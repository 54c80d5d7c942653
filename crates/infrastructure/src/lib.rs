//! Adapters for the zoneward ports: hickory-proto wire codec and transports,
//! the remote SOA query and AXFR client, and the SQLite zone store.
pub mod database;
pub mod dns;
pub mod repositories;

**What this task involves**.
The complete material should be output once more, word for word.

**Answer box**.
repository 54c80d5d7c942653
filename crates/infrastructure/src/lib.rs
//! Adapters for the zoneward ports: hickory-proto wire codec and transports,
//! the remote SOA query and AXFR client, and the SQLite zone store.
pub mod database;
pub mod dns;
pub mod repositories;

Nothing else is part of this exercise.